§ Exercise directions:
Output all the entries below. Each must match exactly.

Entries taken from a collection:
//! Seller-facing listing handlers.

use axum::Json;
use axum::extract::{Path, State};
use axum::http::StatusCode;
use uuid::Uuid;
use validator::Validate;

use agentmart_entity::listing::Listing;
use agentmart_service::Lineage;

use crate::dto::request::ListingContentRequest;
use crate::dto::response::ApiResponse;
use crate::error::ApiResult;
use crate::extractors::ActorUser;
use crate::state::AppState;

/// POST /api/listings
pub async fn create_listing(
    State(state): State<AppState>,
    actor: ActorUser,
    Json(req): Json<ListingContentRequest>,
) -> ApiResult<(StatusCode, Json<ApiResponse<Listing>>)> {
    req.validate()?;
    let listing = state
        .listing_service
        .create(&actor, req.into_content())
        .await?;
    Ok((StatusCode::CREATED, Json(ApiResponse::ok(listing))))
}

/// GET /api/listings/mine
pub async fn list_my_listings(
    State(state): State<AppState>,
    actor: ActorUser,
) -> ApiResult<Json<ApiResponse<Vec<Listing>>>> {
    let listings = state.listing_service.list_mine(&actor).await?;
    Ok(Json(ApiResponse::ok(listings)))
}

/// GET /api/listings/{id}
pub async fn get_listing(
    State(state): State<AppState>,
    actor: Option<ActorUser>,
    Path(id): Path<Uuid>,
) -> ApiResult<Json<ApiResponse<Listing>>> {
    let actor = actor.unwrap_or_else(ActorUser::anonymous);
    let listing = state.listing_service.get(&actor, id).await?;
    Ok(Json(ApiResponse::ok(listing)))
}

/// PUT /api/listings/{id}
pub async fn update_listing(
    State(state): State<AppState>,
    actor: ActorUser,
    Path(id): Path<Uuid>,
    Json(req): Json<ListingContentRequest>,
) -> ApiResult<Json<ApiResponse<Listing>>> {
    req.validate()?;
    let listing = state
        .listing_service
        .edit(&actor, id, req.into_content())
        .await?;
    Ok(Json(ApiResponse::ok(listing)))
}

/// GET /api/listings/{id}/lineage
pub async fn get_lineage(
    State(state): State<AppState>,
    actor: ActorUser,
    Path(id): Path<Uuid>,
) -> ApiResult<Json<ApiResponse<Lineage>>> {
    let lineage = state.listing_service.lineage(&actor, id).await?;
    Ok(Json(ApiResponse::ok(lineage)))
}

/// POST /api/listings/{id}/submit
pub async fn submit_listing(
    State(state): State<AppState>,
    actor: ActorUser,
    Path(id): Path<Uuid>,
) -> ApiResult<Json<ApiResponse<Listing>>> {
    let listing = state.listing_service.submit(&actor, id).await?;
    Ok(Json(ApiResponse::ok(listing)))
}

/// POST /api/listings/{id}/updates
pub async fn request_update(
    State(state): State<AppState>,
    actor: ActorUser,
    Path(id): Path<Uuid>,
) -> ApiResult<(StatusCode, Json<ApiResponse<Listing>>)> {
    let child = state.listing_service.request_update(&actor, id).await?;
    Ok((StatusCode::CREATED, Json(ApiResponse::ok(child))))
}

§ Reply to the exercise:
//! Seller-facing listing handlers.

use axum::Json;
use axum::extract::{Path, State};
use axum::http::StatusCode;
use uuid::Uuid;
use validator::Validate;

use agentmart_entity::listing::Listing;
use agentmart_service::Lineage;

use crate::dto::request::ListingContentRequest;
use crate::dto::response::ApiResponse;
use crate::error::ApiResult;
use crate::extractors::ActorUser;
use crate::state::AppState;

/// POST /api/listings
pub async fn create_listing(
    State(state): State<AppState>,
    actor: ActorUser,
    Json(req): Json<ListingContentRequest>,
) -> ApiResult<(StatusCode, Json<ApiResponse<Listing>>)> {
    req.validate()?;
    let listing = state
        .listing_service
        .create(&actor, req.into_content())
        .await?;
    Ok((StatusCode::CREATED, Json(ApiResponse::ok(listing))))
}

/// GET /api/listings/mine
pub async fn list_my_listings(
    State(state): State<AppState>,
    actor: ActorUser,
) -> ApiResult<Json<ApiResponse<Vec<Listing>>>> {
    let listings = state.listing_service.list_mine(&actor).await?;
    Ok(Json(ApiResponse::ok(listings)))
}

/// GET /api/listings/{id}
pub async fn get_listing(
    State(state): State<AppState>,
    actor: Option<ActorUser>,
    Path(id): Path<Uuid>,
) -> ApiResult<Json<ApiResponse<Listing>>> {
    let actor = actor.unwrap_or_else(ActorUser::anonymous);
    let listing = state.listing_service.get(&actor, id).await?;
    Ok(Json(ApiResponse::ok(listing)))
}

/// PUT /api/listings/{id}
pub async fn update_listing(
    State(state): State<AppState>,
    actor: ActorUser,
    Path(id): Path<Uuid>,
    Json(req): Json<ListingContentRequest>,
) -> ApiResult<Json<ApiResponse<Listing>>> {
    req.validate()?;
    let listing = state
        .listing_service
        .edit(&actor, id, req.into_content())
        .await?;
    Ok(Json(ApiResponse::ok(listing)))
}

/// GET /api/listings/{id}/lineage
pub async fn get_lineage(
    State(state): State<AppState>,
    actor: ActorUser,
    Path(id): Path<Uuid>,
) -> ApiResult<Json<ApiResponse<Lineage>>> {
    let lineage = state.listing_service.lineage(&actor, id).await?;
    Ok(Json(ApiResponse::ok(lineage)))
}

/// POST /api/listings/{id}/submit
pub async fn submit_listing(
    State(state): State<AppState>,
    actor: ActorUser,
    Path(id): Path<Uuid>,
) -> ApiResult<Json<ApiResponse<Listing>>> {
    let listing = state.listing_service.submit(&actor, id).await?;
    Ok(Json(ApiResponse::ok(listing)))
}

/// POST /api/listings/{id}/updates
pub async fn request_update(
    State(state): State<AppState>,
    actor: ActorUser,
    Path(id): Path<Uuid>,
) -> ApiResult<(StatusCode, Json<ApiResponse<Listing>>)> {
    let child = state.listing_service.request_update(&actor, id).await?;
    Ok((StatusCode::CREATED, Json(ApiResponse::ok(child))))
}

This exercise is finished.